こんにちは、山のクマです。
高血圧診療で大切なのが、塩分制限です。
「塩分の取りすぎに気を付けましょう」と話しても、塩分過多は自覚しにくいモノです。
そのようなとき、客観的なデータとして1日塩分摂取量を検査出来ると、便利です。
今回はエクセルで塩分摂取計算表を作る方法、および塩分摂取量計算サイトを提示しながら、指導のコツについて書いてみます。
エクセルで作る塩分摂取計算表
必要なデータは、年齢、身長(cm)、体重(kg)、尿中ナトリウム(mEq/L)、尿中クレアチニン(mg/dl)です。尿は随時尿でOK。
C2:年齢
C3:身長
C4:体重
C5:尿中ナトリウム
C6:尿中クレアチニン
を入力します。以下は計算式です。
E6:=C6*10
C8:=(-2.04*C2)+(14.89*C4)+(16.14*C3)-2244.45
C9:=21.98*((C5/E6)*C8)^0.392
C10:=C9/17
それぞれのセルに、上記をコピー&ペーストしてください。
これは高血圧ガイドライン2019に載っている、田中法です。
Tanaka T, et al:J Hum Hypertens. 2002;16(2): 97-103.
メリットとしては
・スポット尿で良い
デメリットとしては
・クレアチニンの男女差を無視している
クレアチニン産生量は、一般的に男性の方が女性より多く、その原因は筋肉量と言われています。
なお、川崎法というのもあります。
Kawasaki T, et al:Clin Exp Pharmacol Physiol. 1993;20(1):7-14.

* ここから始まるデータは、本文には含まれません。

//! The buffer registry (spec §4.4): an ordered list of buffers with a
//! geometrically-growing capacity (delegated to `Vec`'s own growth), plus
//! the close-neighbor rule for picking the next active buffer.

use core_state::Buffer;

pub struct Registry {
    buffers: Vec<Buffer>,
    active: usize,
}

impl Registry {
    pub fn new() -> Self {
        Self {
            buffers: Vec::with_capacity(4),
            active: 0,
        }
    }

    pub fn open(&mut self, buffer: Buffer) -> usize {
        self.buffers.push(buffer);
        self.active = self.buffers.len() - 1;
        self.active
    }

    pub fn len(&self) -> usize {
        self.buffers.len()
    }

    pub fn is_empty(&self) -> bool {
        self.buffers.is_empty()
    }

    pub fn active_index(&self) -> usize {
        self.active
    }

    pub fn set_active(&mut self, idx: usize) {
        if idx < self.buffers.len() {
            self.active = idx;
        }
    }

    pub fn active(&self) -> &Buffer {
        &self.buffers[self.active]
    }

    pub fn active_mut(&mut self) -> &mut Buffer {
        &mut self.buffers[self.active]
    }

    pub fn get(&self, idx: usize) -> Option<&Buffer> {
        self.buffers.get(idx)
    }

    pub fn get_mut(&mut self, idx: usize) -> Option<&mut Buffer> {
        self.buffers.get_mut(idx)
    }

    pub fn iter(&self) -> std::slice::Iter<'_, Buffer> {
        self.buffers.iter()
    }

    /// Close the buffer at `idx`. Prefers the previous index as the new
    /// active buffer; if the last buffer was closed, the new last becomes
    /// active. Returns `None` if the registry is now empty — the caller
    /// must exit the process (spec §4.4).
    pub fn close(&mut self, idx: usize) -> Option<usize> {
        if idx >= self.buffers.len() {
            return Some(self.active);
        }
        self.buffers.remove(idx);
        if self.buffers.is_empty() {
            return None;
        }
        self.active = idx.saturating_sub(1).min(self.buffers.len() - 1);
        Some(self.active)
    }
}

impl Default for Registry {
    fn default() -> Self {
        Self::new()
    }
}

#[cfg(test)]
mod tests {
    use super::*;

    #[test]
    fn closing_middle_buffer_prefers_previous() {
        let mut r = Registry::new();
        r.open(Buffer::with_file_name("a"));
        r.open(Buffer::with_file_name("b"));
        r.open(Buffer::with_file_name("c"));
        let active = r.close(1).unwrap();
        assert_eq!(active, 0);
        assert_eq!(r.len(), 2);
    }

    #[test]
    fn closing_last_buffer_selects_new_last() {
        let mut r = Registry::new();
        r.open(Buffer::with_file_name("a"));
        r.open(Buffer::with_file_name("b"));
        let active = r.close(1).unwrap();
        assert_eq!(active, 0);
    }

    #[test]
    fn closing_only_buffer_signals_exit() {
        let mut r = Registry::new();
        r.open(Buffer::with_file_name("a"));
        assert!(r.close(0).is_none());
    }
}
//! Line buffer model (spec §3, §4.1): styled cells, lines, and the
//! line-indexed store that holds them.

pub mod cell;
pub mod line;
pub mod store;
pub mod width;

pub use cell::{Cell, CellFlags, SyntaxClass};
pub use line::{Line, RevStatus};
pub use store::LineStore;
pub use width::{codepoint_width, MAX_CELL_WIDTH};
//! The git change-bar adapter (spec §1, §6): an external collaborator
//! that runs `git diff -U0` synchronously and hands back parsed hunks for
//! `rev_status` painting. Only the parsed output contract is in the core;
//! the subprocess call itself is a thin boundary.

pub mod hunk;

use std::path::Path;
use std::process::Command;

use anyhow::{Context, Result};

pub use hunk::{annotate, parse_hunks, Hunk};

/// Run `git diff -U0 -- <path>` against the file's committed state and
/// return the raw diff text. Spec §5: "the only place the editor blocks
/// for external work"; read synchronously to completion.
pub fn diff_against_head(path: &Path) -> Result<String> {
    let output = Command::new("git")
        .arg("diff")
        .arg("-U0")
        .arg("--")
        .arg(path)
        .output()
        .with_context(|| format!("running git diff for {}", path.display()))?;

    if !output.status.success() {
        // Not a git repo, or the file isn't tracked: no annotation, not
        // an error the user needs to see.
        return Ok(String::new());
    }
    String::from_utf8(output.stdout).context("git diff output was not valid UTF-8")
}
// crates/uanodeset-rs/src/namespace.rs

//! Namespace bookkeeping for an export run.
//!
//! `NamespaceRegistry` holds the server's index → URI table. From the nodes
//! selected for export it derives the set of indices the document refers to
//! and a `NamespaceMap` that renumbers those indices densely (1, 2, ...) as
//! the NodeSet2 format expects.

use crate::error::{ReadError, SerializeError};
use crate::log::{NodeContext, node_debug};
use crate::session::AddressSpace;
use crate::types::{DataTypeDefinition, NodeClass, NodeId, QualifiedName};
use std::collections::{BTreeMap, BTreeSet};

/// The server's namespace table, loaded once per session.
#[derive(Debug, Clone, Default, PartialEq, Eq)]
pub struct NamespaceRegistry {
    uris: BTreeMap<u16, String>,
}

impl NamespaceRegistry {
    /// Builds the index → URI map from the server's namespace array.
    pub fn load(namespace_array: Vec<String>) -> Self {
        let uris = namespace_array
            .into_iter()
            .enumerate()
            .filter_map(|(i, uri)| u16::try_from(i).ok().map(|i| (i, uri)))
            .collect();
        Self { uris }
    }

    /// Reads the namespace array from the session and loads it.
    pub fn from_session<S: AddressSpace>(space: &S) -> Result<Self, ReadError> {
        Ok(Self::load(space.namespace_array()?))
    }

    pub fn uri(&self, index: u16) -> Option<&str> {
        self.uris.get(&index).map(String::as_str)
    }

    pub fn len(&self) -> usize {
        self.uris.len()
    }

    pub fn is_empty(&self) -> bool {
        self.uris.is_empty()
    }

    /// Builds the document remapping for a set of referenced server indices.
    ///
    /// Indices unknown to the server are dropped and keep their server index
    /// when rendered. They are never below the server table's length, so they
    /// cannot collide with a document index.
    pub fn document_map(&self, referenced: &BTreeSet<u16>) -> NamespaceMap {
        let mut to_document = BTreeMap::new();
        let mut unknown = BTreeSet::new();
        let mut uris = Vec::new();
        for &index in referenced {
            if index == 0 {
                continue;
            }
            match self.uri(index) {
                Some(uri) => {
                    uris.push(uri.to_string());
                    // Position 0 of the document table is the implicit standard namespace.
                    let document_index = u16::try_from(uris.len()).unwrap_or(u16::MAX);
                    to_document.insert(index, document_index);
                }
                None => {
                    log::warn!(
                        "Namespace index {} is referenced but not in the server's namespace array",
                        index
                    );
                    unknown.insert(index);
                }
            }
        }
        NamespaceMap {
            to_document,
            unknown,
            uris,
        }
    }
}

/// Collects every namespace index a node subset refers to, except 0.
///
/// For each node: its own index, its browse name's index, the type and target
/// of every reference, the `DataType` of Variables and VariableTypes and the
/// field types of a DataType's definition. With `values`, the ids inside
/// Variable values count too; VariableType values always do. Read failures
/// only drop the failing part.
pub fn referenced_indices<S: AddressSpace>(
    space: &S,
    nodes: &[NodeId],
    values: bool,
) -> BTreeSet<u16> {
    let mut indices = BTreeSet::new();
    for node in nodes {
        indices.insert(node.namespace);

        let ctx = NodeContext::new("namespaces", node);
        match space.read_browse_name(node) {
            Ok(name) => {
                indices.insert(name.namespace);
            }
            Err(e) => node_debug!(ctx, "Browse name unavailable: {}", e),
        }
        match space.references(node) {
            Ok(refs) => {
                for reference in refs {
                    indices.insert(reference.reference_type.namespace);
                    indices.insert(reference.target.namespace);
                }
            }
            Err(e) => node_debug!(ctx, "References unavailable: {}", e),
        }
        match space.read_node_class(node) {
            Ok(class @ (NodeClass::Variable | NodeClass::VariableType)) => {
                match space.read_data_type(node) {
                    Ok(data_type) => {
                        indices.insert(data_type.namespace);
                    }
                    Err(e) => node_debug!(ctx, "DataType unavailable: {}", e),
                }
                if values || class == NodeClass::VariableType {
                    match space.read_value(node) {
                        Ok(value) => value.collect_namespaces(&mut indices),
                        Err(e) => node_debug!(ctx, "Value unavailable: {}", e),
                    }
                }
            }
            Ok(NodeClass::DataType) => match space.read_data_type_definition(node) {
                Ok(Some(DataTypeDefinition::Structure { fields })) => {
                    indices.extend(fields.iter().map(|f| f.data_type.namespace));
                }
                Ok(_) => {}
                Err(e) => node_debug!(ctx, "Definition unavailable: {}", e),
            },
            Ok(_) => {}
            Err(e) => node_debug!(ctx, "Node class unavailable: {}", e),
        }
    }
    indices.remove(&0);
    indices
}

/// Server index → document index remapping plus the URIs to emit.
#[derive(Debug, Clone, Default, PartialEq, Eq)]
pub struct NamespaceMap {
    to_document: BTreeMap<u16, u16>,
    unknown: BTreeSet<u16>,
    uris: Vec<String>,
}

impl NamespaceMap {
    /// URIs of the `NamespaceUris` section, in document index order (from 1).
    pub fn uris(&self) -> &[String] {
        &self.uris
    }

    /// Document index of a server index.
    ///
    /// A server namespace that was not collected for the document has no
    /// document index. Rendering it would alias another namespace's URI.
    pub fn document_index(&self, server_index: u16) -> Result<u16, SerializeError> {
        if server_index == 0 || self.unknown.contains(&server_index) {
            return Ok(server_index);
        }
        self.to_document
            .get(&server_index)
            .copied()
            .ok_or(SerializeError::UndeclaredNamespace(server_index))
    }

    /// Renders a NodeId with its namespace rewritten to the document index.
    pub fn node_id(&self, id: &NodeId) -> Result<String, SerializeError> {
        Ok(id.with_namespace(self.document_index(id.namespace)?).to_string())
    }

    pub fn browse_name(&self, name: &QualifiedName) -> Result<String, SerializeError> {
        let index = self.document_index(name.namespace)?;
        Ok(QualifiedName::new(index, name.name.clone()).to_string())
    }
}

こちらの方が男女差を反映しているのですが、早朝第二尿を使うのと計算式が面倒なので、一般診療ではちょっと使いにくい。
多くの場合、計算結果は「田中式<川崎式」です
塩分計算サイト
あちこちにありますが、全て田中法です。
診察室のPCがネットにつながっていれば、こちらの方が使いやすいでしょう。
現在の塩分摂取推奨量は?
高血圧学会では、1日6gを推奨しています。
でも、塩分1日6gの食事を食べたことがありますか?
それを実現できるのが、病院食です。
病院食は?
多くの病院で、常食(普通の患者さんの食事):9~10g、高血圧食:6gとなっています。
自分の経験では、塩分10gはおいしく食べられましたが、6gではおいしくありません。ちなみに私の塩分摂取量は約8gです。
高血圧患者さんの中に、入院すると血圧が下がる人がいます。しかし退院後は血圧が元に戻ります。高血圧食の影響でしょう。
これも、食塩摂取量が普段から多いためだと思われます。
西日本では塩分摂取量が少なく、東日本では多い
以前内科学会で、ある西日本からの発表を聞いて、驚きました。
「高血圧患者さんのうち、1日塩分摂取量が6g以下のヒトは25%しかいません」
当クリニックは東日本にありますが、6g以下の患者さんは一人もいません。
塩分摂取量は東日本に行くほど増えるというのは、本当ですね。
塩分指導のコツ
手っ取り早く塩分摂取量を下げるには、
・味噌汁を半分にする(マイナス0.5~0.6g)
・ラーメンの汁を残す(マイナス2~3g)
の指導が簡単で効果もあります。
本格的に食事の塩分を減らすには、「ゆっくり下げる」のがコツです。
イギリスでは8年かけてパンに含まれる塩分を1.4g減らし、脳卒中と心臓病の死亡率を減らしています。
人間は徐々に味を薄くすると、気がつかないんですね。
塩分過多のヒトの降圧薬
塩分過多のヒトには利尿剤を少量用いると、良く効きます。
その際、クレアチニンとカリウム、尿酸値は経過を追う必要があります。
また夏場は汗で水分と塩分が出て行くため、ARBやACE阻害薬、利尿剤の減量を必要に応じて行います。
まとめ
以上、塩分摂取が多い人のマネージメントについて書いてきました。
減塩は「味覚」という人間の根源を変えるため、難しいモノです。
また、せっかく減塩で血圧が下がっても、食事がおいしくなければ、生活が楽しくありません。
時間を掛けて、無理をせず、減塩して行くよう働きかけるのが、最大のコツです。